YOUR INSTRUCTIONS: Would you reproduce, without any alteration, the lines from the opening line of the entries through the line that has "not create http" in it?

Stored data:

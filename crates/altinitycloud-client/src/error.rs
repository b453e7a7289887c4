//! Altinity.Cloud client error types

use thiserror::Error;

#[derive(Error, Debug)]
pub enum AltinityCloudError {
    #[error("could not create http client: {0}")]
    ClientBuild(#[source] reqwest::Error),

    #[error("could not create request: {0}")]
    RequestBuild(#[source] reqwest::Error),

    #[error("could not do request: {0}")]
    Transport(#[source] reqwest::Error),

    #[error("status: {status}, body: {body}")]
    ApiStatus { status: u16, body: String },

    #[error("could not unmarshal data: {0}")]
    Decode(#[source] serde_json::Error),

    #[error("could not marshal tolerations: {0}")]
    Marshal(#[source] serde_json::Error),

    #[error("node type not found: {name} (environment {env_id})")]
    NodeTypeNotFound { env_id: String, name: String },
}

impl AltinityCloudError {
    /// HTTP status returned by the control plane, if the request got that far
    pub fn status(&self) -> Option<u16> {
        match self {
            AltinityCloudError::ApiStatus { status, .. } => Some(*status),
            _ => None,
        }
    }
}

pub type Result<T> = std::result::Result<T, AltinityCloudError>;
//! Cluster user endpoints

use crate::client::AltinityCloudClient;
use crate::error::Result;
use crate::model::{ListResponse, User};
use reqwest::Method;

impl AltinityCloudClient {
    /// List the users of a cluster
    pub async fn list_users(&self, cluster_id: &str) -> Result<Vec<User>> {
        let builder = self.request(Method::GET, &format!("/cluster/{}/users", cluster_id));

        let response: ListResponse<User> = self.send_json(builder, None).await?;
        Ok(response.data)
    }
}
//! Simulation configuration
//!
//! The only configuration surface of the core: default physical constants
//! plus the fixed timestep and the initial pole lean, overridable from a
//! JSON file. Malformed or missing files fall back to defaults with a log
//! message rather than failing the run.

use std::path::Path;

use serde::{Deserialize, Serialize};

use crate::consts::{INITIAL_POLE_ANGLE, SIM_DT};
use crate::sim::{PhysicsParams, SimState};

/// Overridable run configuration
#[derive(Debug, Clone, Copy, PartialEq, Serialize, Deserialize)]
#[serde(default)]
pub struct SimConfig {
    /// Physical constants for the integrator
    pub physics: PhysicsParams,
    /// Fixed timestep the runner integrates at (seconds)
    pub fixed_dt: f32,
    /// Pole lean at start/restart (radians)
    pub initial_pole_angle: f32,
}

impl Default for SimConfig {
    fn default() -> Self {
        Self {
            physics: PhysicsParams::default(),
            fixed_dt: SIM_DT,
            initial_pole_angle: INITIAL_POLE_ANGLE,
        }
    }
}

impl SimConfig {
    /// Fresh simulation state for this configuration
    pub fn initial_state(&self) -> SimState {
        SimState::new(self.initial_pole_angle)
    }

    /// Load from a JSON file, falling back to defaults if the file is
    /// missing or malformed.
    pub fn load(path: impl AsRef<Path>) -> Self {
        let path = path.as_ref();
        match std::fs::read_to_string(path) {
            Ok(json) => match serde_json::from_str(&json) {
                Ok(config) => {
                    log::info!("Loaded config from {}", path.display());
                    config
                }
                Err(e) => {
                    log::warn!("Ignoring malformed config {}: {}", path.display(), e);
                    Self::default()
                }
            },
            Err(_) => {
                log::info!("No config at {}, using defaults", path.display());
                Self::default()
            }
        }
    }

    /// Write the configuration as pretty JSON
    pub fn save(&self, path: impl AsRef<Path>) -> std::io::Result<()> {
        let json = serde_json::to_string_pretty(self).map_err(std::io::Error::other)?;
        std::fs::write(path, json)
    }
}

#[cfg(test)]
mod tests {
    use super::*;

    #[test]
    fn test_default_config_matches_consts() {
        let config = SimConfig::default();
        assert_eq!(config.fixed_dt, 1.0 / 60.0);
        assert_eq!(config.initial_pole_angle, INITIAL_POLE_ANGLE);
        assert_eq!(config.physics, PhysicsParams::default());
    }

    #[test]
    fn test_load_missing_file_falls_back_to_defaults() {
        let config = SimConfig::load("/nonexistent/cartpole.json");
        assert_eq!(config, SimConfig::default());
    }

    #[test]
    fn test_partial_override_keeps_other_defaults() {
        let config: SimConfig = serde_json::from_str(r#"{"fixed_dt": 0.01}"#).unwrap();
        assert_eq!(config.fixed_dt, 0.01);
        assert_eq!(config.physics, PhysicsParams::default());
    }

    #[test]
    fn test_save_load_roundtrip() {
        let mut config = SimConfig::default();
        config.physics.gravity = 3.71;
        config.initial_pole_angle = 0.2;

        let path = std::env::temp_dir().join("cart_pole_config_roundtrip.json");
        config.save(&path).unwrap();
        let back = SimConfig::load(&path);
        let _ = std::fs::remove_file(&path);

        assert_eq!(config, back);
    }
}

OUTPUT:
filename crates/altinitycloud-client/src/error.rs
repository b453e7a7289887c4
//! Altinity.Cloud client error types

use thiserror::Error;

#[derive(Error, Debug)]
pub enum AltinityCloudError {
    #[error("could not create http client: {0}")]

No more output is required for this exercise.